The latest bad news comes in Statistics Canada's report on food insecurity, released earlier this week. Food insecurity, simply put, is hunger and/or the fear of hunger because there's not enough money to buy food. It's about as real as poverty gets.

In 2017-18, across Canada, 12.7 per cent of households suffered some level of food insecurity. In Nova Scotia, the number is 15.4 per cent — almost one in six households — the highest rate recorded in any province.

Across Atlantic Canada, in Prince Edward Island, 14 per cent of households experience food insecurity. In Newfoundland and Labrador, the figure is 14.8 per cent and in New Brunswick, it's 13 per cent.

As you drill down into the grim numbers, StatsCan warns the margin of error widens, but they still tell a dismal tale.

If hunger is a defining characteristic of abject poverty in Canada, single women and their children are its face. Statistics Canada reports food insecurity is a problem for about a third of single-mother households across the country.

On the East Coast, the numbers are worse. In Nova Scotia, more than four in 10 single-mother households suffer food insecurity, and 14 per cent of those households are living with severe food insecurity.

The stats out of Newfoundland and Labrador, for households of this type, are even more disturbing. More than 45 per cent of single-mother households in the province suffer food insecurity, with 36 per cent experiencing it at moderate to severe levels.

StatsCan tells us that marginal food insecurity occurs in households where there's worry about running out of food and/or limited food selection due to a lack of money. Moderate food insecurity exists when the households compromise on the quality or quantity of food, and severe food insecurity exists when a scarcity of food forces “a reduced intake or disrupted eating patterns” — people going hungry.

The provincial Community Services Department, responding to the StatsCan report, said in a written statement that no amount of poverty is acceptable, but there are no simple solutions or quick fixes, either.

The department pointed to the government's $20-million Poverty Reduction Strategy, which directed more than $1 million to programs that promote food security.

But long-term damage from hunger is occurring now.
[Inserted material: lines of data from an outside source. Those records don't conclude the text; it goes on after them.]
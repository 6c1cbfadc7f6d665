//! Provider adapters implementing [`QuoteFetcher`](crate::QuoteFetcher).

mod yahoo;

pub use yahoo::YahooQuoteFetcher;
//! Symbol normalizer: filters a raw ticker universe down to ordinary
//! common equity by suffix/substring pattern rules.
//!
//! Rules are applied in a fixed priority order and the first match wins:
//!
//! | Rule | Category |
//! |------|----------|
//! | contains `^` or `~` | other |
//! | ends with `W`, `WS`, `WT` | warrant |
//! | ends with `U` (len > 1) | unit |
//! | contains `-P` | preferred |
//! | ends with `R` (len > 4) | rights |
//!
//! Matching is done on the trimmed, upper-cased form; kept symbols
//! preserve their trimmed original spelling.

use serde::Serialize;

use crate::Symbol;

/// Why a raw symbol was excluded from the common-equity universe.
#[derive(Debug, Clone, Copy, PartialEq, Eq, Serialize)]
#[serde(rename_all = "snake_case")]
pub enum ExclusionReason {
    Other,
    Warrant,
    Unit,
    Preferred,
    Rights,
}

impl ExclusionReason {
    pub const fn as_str(self) -> &'static str {
        match self {
            Self::Other => "other",
            Self::Warrant => "warrant",
            Self::Unit => "unit",
            Self::Preferred => "preferred",
            Self::Rights => "rights",
        }
    }
}

/// Exclusion counts produced by a normalizer pass.
#[derive(Debug, Default, Clone, Copy, PartialEq, Eq, Serialize)]
pub struct NormalizerReport {
    pub input_count: usize,
    pub kept: usize,
    pub warrants: usize,
    pub units: usize,
    pub preferred: usize,
    pub rights: usize,
    pub other: usize,
}

impl NormalizerReport {
    /// Total excluded symbols across all categories.
    pub const fn excluded(&self) -> usize {
        self.warrants + self.units + self.preferred + self.rights + self.other
    }

    fn record(&mut self, reason: ExclusionReason) {
        match reason {
            ExclusionReason::Other => self.other += 1,
            ExclusionReason::Warrant => self.warrants += 1,
            ExclusionReason::Unit => self.units += 1,
            ExclusionReason::Preferred => self.preferred += 1,
            ExclusionReason::Rights => self.rights += 1,
        }
    }
}

/// Result of normalizing a raw symbol universe.
#[derive(Debug, Clone, PartialEq)]
pub struct NormalizedUniverse {
    pub symbols: Vec<Symbol>,
    pub report: NormalizerReport,
}

/// Classify a raw symbol against the exclusion rules.
///
/// Returns `None` when the symbol looks like ordinary common equity.
pub fn classify(raw: &str) -> Option<ExclusionReason> {
    let trimmed = raw.trim();
    let upper = trimmed.to_ascii_uppercase();
    let len = trimmed.chars().count();

    if upper.contains('^') || upper.contains('~') {
        return Some(ExclusionReason::Other);
    }

    if upper.ends_with('W') || upper.ends_with("WS") || upper.ends_with("WT") {
        return Some(ExclusionReason::Warrant);
    }

    if upper.ends_with('U') && len > 1 {
        return Some(ExclusionReason::Unit);
    }

    // "-PR" is subsumed by "-P".
    if upper.contains("-P") {
        return Some(ExclusionReason::Preferred);
    }

    // The length guard keeps 1-letter tickers like "R" in the universe.
    if upper.ends_with('R') && len > 4 {
        return Some(ExclusionReason::Rights);
    }

    None
}

/// Filter raw symbol strings down to ordinary common equity.
///
/// Empty lines are dropped silently. Symbols that fail [`Symbol::parse`]
/// after surviving the pattern rules are counted under `other`. The
/// function is pure: no side effects beyond the returned counts.
pub fn normalize<'a, I>(raw: I) -> NormalizedUniverse
where
    I: IntoIterator<Item = &'a str>,
{
    let mut symbols = Vec::new();
    let mut report = NormalizerReport::default();

    for line in raw {
        let trimmed = line.trim();
        if trimmed.is_empty() {
            continue;
        }
        report.input_count += 1;

        if let Some(reason) = classify(trimmed) {
            report.record(reason);
            continue;
        }

        match Symbol::parse(trimmed) {
            Ok(symbol) => {
                report.kept += 1;
                symbols.push(symbol);
            }
            Err(_) => report.record(ExclusionReason::Other),
        }
    }

    NormalizedUniverse { symbols, report }
}
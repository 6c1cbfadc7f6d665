//! Liquidity filter: the sequential screening loop with retry/backoff and
//! checkpointed progress.
//!
//! Each symbol runs through a small state machine:
//!
//! | Fetch result | Disposition |
//! |--------------|-------------|
//! | all numeric fields zero | `no_data`, terminal, no retry |
//! | usable data | threshold predicates in fixed order, strict `<` |
//! | `not_found` | terminal failure, no retry |
//! | other fetch error | backoff and retry up to `max_retries` attempts |
//!
//! A zero fetched value skips its predicate: the provider simply did not
//! populate the field, and "unknown" must never read as "below threshold".

use std::collections::BTreeMap;
use std::sync::Arc;

use serde::Serialize;
use tracing::{debug, info, warn};

use crate::checkpoint::{ProgressLog, ProgressRecord};
use crate::fetch::{FetchErrorKind, QuoteFetcher};
use crate::pacing::Pacer;
use crate::retry::RetryPolicy;
use crate::{QuoteSnapshot, Symbol, ValidationError};

/// Reject reasons for symbols that fetched successfully but failed the
/// screen.
#[derive(Debug, Clone, Copy, PartialEq, Eq, Serialize)]
#[serde(rename_all = "snake_case")]
pub enum RejectReason {
    MarketCapTooLow,
    PriceTooLow,
    VolumeTooLow,
    NoData,
}

impl RejectReason {
    pub const fn as_str(self) -> &'static str {
        match self {
            Self::MarketCapTooLow => "market_cap_too_low",
            Self::PriceTooLow => "price_too_low",
            Self::VolumeTooLow => "volume_too_low",
            Self::NoData => "no_data",
        }
    }
}

/// Terminal disposition of one screened symbol.
#[derive(Debug, Clone, PartialEq)]
pub enum FilterOutcome {
    Accepted(QuoteSnapshot),
    Rejected(RejectReason),
    Failed(FetchErrorKind),
}

/// Liquidity thresholds. All predicates are strict `<`: a value exactly
/// equal to its threshold passes.
#[derive(Debug, Clone, Copy, PartialEq)]
pub struct FilterCriteria {
    pub min_market_cap: f64,
    pub min_price: f64,
    pub min_volume: f64,
}

impl Default for FilterCriteria {
    fn default() -> Self {
        Self {
            min_market_cap: 100e6,
            min_price: 1.0,
            min_volume: 100_000.0,
        }
    }
}

impl FilterCriteria {
    pub fn new(min_market_cap: f64, min_price: f64, min_volume: f64) -> Self {
        Self {
            min_market_cap,
            min_price,
            min_volume,
        }
    }

    pub fn validate(&self) -> Result<(), ValidationError> {
        for (field, value) in [
            ("min_market_cap", self.min_market_cap),
            ("min_price", self.min_price),
            ("min_volume", self.min_volume),
        ] {
            if !value.is_finite() || value < 0.0 {
                return Err(ValidationError::InvalidThreshold { field });
            }
        }
        Ok(())
    }

    /// Evaluate the predicates in fixed order, first failure wins.
    ///
    /// Returns `None` when the snapshot passes the screen.
    pub fn evaluate(&self, snapshot: &QuoteSnapshot) -> Option<RejectReason> {
        if !snapshot.has_data() {
            return Some(RejectReason::NoData);
        }

        if snapshot.market_cap > 0.0 && snapshot.market_cap < self.min_market_cap {
            return Some(RejectReason::MarketCapTooLow);
        }

        if snapshot.price > 0.0 && snapshot.price < self.min_price {
            return Some(RejectReason::PriceTooLow);
        }

        if snapshot.volume > 0.0 && snapshot.volume < self.min_volume {
            return Some(RejectReason::VolumeTooLow);
        }

        None
    }
}

/// Rejection counts by reason.
#[derive(Debug, Default, Clone, Copy, PartialEq, Eq, Serialize)]
pub struct RejectedCounts {
    pub market_cap: usize,
    pub price: usize,
    pub volume: usize,
    pub no_data: usize,
}

/// Aggregated result of a screening run, derived by replaying the
/// progress log.
#[derive(Debug, Default, Clone, PartialEq, Serialize)]
pub struct FilterReport {
    /// Accepted snapshots in processing order (checkpoint order first).
    pub accepted: Vec<QuoteSnapshot>,
    /// Symbols that never produced a usable result: `no_data` plus every
    /// failure class.
    pub failed: Vec<String>,
    pub rejected: RejectedCounts,
    /// Failed symbols grouped by error class.
    pub error_details: BTreeMap<FetchErrorKind, Vec<String>>,
    pub processed: usize,
}

impl FilterReport {
    /// Aggregate a sequence of progress records into a report.
    pub fn from_records(records: &[ProgressRecord]) -> Self {
        let mut report = Self::default();
        for record in records {
            report.processed += 1;

            if let Some(kind) = record.outcome.error_kind() {
                report.failed.push(record.ticker.clone());
                report
                    .error_details
                    .entry(kind)
                    .or_default()
                    .push(record.ticker.clone());
                continue;
            }

            match record.outcome {
                crate::checkpoint::OutcomeCode::Accepted => {
                    if let Some(snapshot) = record.accepted_snapshot() {
                        report.accepted.push(snapshot);
                    }
                }
                crate::checkpoint::OutcomeCode::MarketCapTooLow => {
                    report.rejected.market_cap += 1;
                }
                crate::checkpoint::OutcomeCode::PriceTooLow => report.rejected.price += 1,
                crate::checkpoint::OutcomeCode::VolumeTooLow => report.rejected.volume += 1,
                crate::checkpoint::OutcomeCode::NoData => {
                    report.rejected.no_data += 1;
                    report.failed.push(record.ticker.clone());
                }
                // Error codes were handled above.
                _ => {}
            }
        }
        report
    }
}

/// Sequential liquidity screen over an injected [`QuoteFetcher`].
pub struct LiquidityFilter {
    fetcher: Arc<dyn QuoteFetcher>,
    criteria: FilterCriteria,
    retry: RetryPolicy,
    pacer: Option<Pacer>,
    checkpoint_interval: usize,
}

impl LiquidityFilter {
    pub fn new(
        fetcher: Arc<dyn QuoteFetcher>,
        criteria: FilterCriteria,
        retry: RetryPolicy,
    ) -> Result<Self, ValidationError> {
        criteria.validate()?;
        retry.validate()?;
        let pacer = Pacer::new(retry.base_delay);
        Ok(Self {
            fetcher,
            criteria,
            retry,
            pacer,
            checkpoint_interval: 100,
        })
    }

    /// Flush the progress log every `interval` processed symbols.
    /// Clamped to at least 1.
    pub fn with_checkpoint_interval(mut self, interval: usize) -> Self {
        self.checkpoint_interval = interval.max(1);
        self
    }

    /// Screen `symbols`, resuming past the records already in `log`.
    ///
    /// The resume offset is the log's record count, which assumes the
    /// input universe is identical and identically ordered across runs.
    /// Storage errors while flushing are logged and swallowed; no
    /// symbol-level failure ever aborts the run.
    pub async fn run(&self, symbols: &[Symbol], log: &mut ProgressLog) -> FilterReport {
        let offset = log.len().min(symbols.len());
        if offset > 0 {
            info!(
                offset,
                "resuming from progress log; input universe must match the previous run"
            );
        }

        for (idx, symbol) in symbols[offset..].iter().enumerate() {
            let outcome = self.screen_symbol(symbol).await;
            log.append(ProgressRecord::from_outcome(symbol, &outcome));

            if (idx + 1) % self.checkpoint_interval == 0 {
                if let Err(error) = log.flush() {
                    warn!(%error, "progress log flush failed; continuing");
                }
            }
        }

        if let Err(error) = log.flush() {
            warn!(%error, "final progress log flush failed");
        }

        FilterReport::from_records(log.records())
    }

    async fn screen_symbol(&self, symbol: &Symbol) -> FilterOutcome {
        let mut last_error = FetchErrorKind::Other;

        for attempt in 0..self.retry.max_retries {
            if let Some(pacer) = &self.pacer {
                pacer.pace().await;
            }

            match self.fetcher.fetch(symbol).await {
                Ok(snapshot) => {
                    return match self.criteria.evaluate(&snapshot) {
                        None => FilterOutcome::Accepted(snapshot),
                        Some(reason) => {
                            debug!(symbol = %symbol, reason = reason.as_str(), "rejected");
                            FilterOutcome::Rejected(reason)
                        }
                    };
                }
                Err(error) => {
                    if !error.retryable() {
                        debug!(symbol = %symbol, %error, "permanent fetch failure");
                        return FilterOutcome::Failed(error.kind());
                    }

                    last_error = error.kind();
                    let delay = self.retry.backoff_for(error.kind()).delay(attempt);
                    debug!(
                        symbol = %symbol,
                        attempt,
                        delay_ms = delay.as_millis() as u64,
                        %error,
                        "transient fetch failure; backing off"
                    );
                    tokio::time::sleep(delay).await;
                }
            }
        }

        FilterOutcome::Failed(last_error)
    }
}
Countless studies have shown that adults and children in households experiencing food insecurity suffer from poorer mental and physical health than the broader population, poorer oral health, greater stress, and are more likely to suffer from chronic conditions such as diabetes, hypertension and mood and anxiety disorders.

As Angella MacEwan and Christine Saulnier argued in their 2010 report on The Cost of Poverty in Nova Scotia, the moral imperative of ending poverty is self-evident, but there's a compelling dollarsand-cents business case to be made for effective poverty reduction and prevention strategies, as well.

“Poverty is linked with higher rates of crime, increased health-care needs (and costs), higher school drop-out rates, and lost productivity.”

Theirs, and numerous similar studies, found the costs of poverty are greater than the cost of eliminating and preventing poverty.

A decade ago, MacEwan and Saulnier wrote that public policy needs to make the connection between the social, economic, and health components of well-being; here it is 2020, and the government still can't connect the dots.

In those 10 years, poverty and hunger have remained stubbornly persistent. In the past decade, moderate to severe food insecurity has increased marginally across Canada and remained relatively constant in Nova Scotia.

After a five-year reform effort, income assistance rates in Nova Scotia were adjusted upward by two to five per cent last year, and IA recipients are now permitted to keep more earned income.

The province recently announced a dollar-per-hour increase in the minimum wage, effective April 1, and the pre-primary program will be available to every fouryear-old in the province in September.

Those are all steps in the right direction, but mostly small, incremental ones.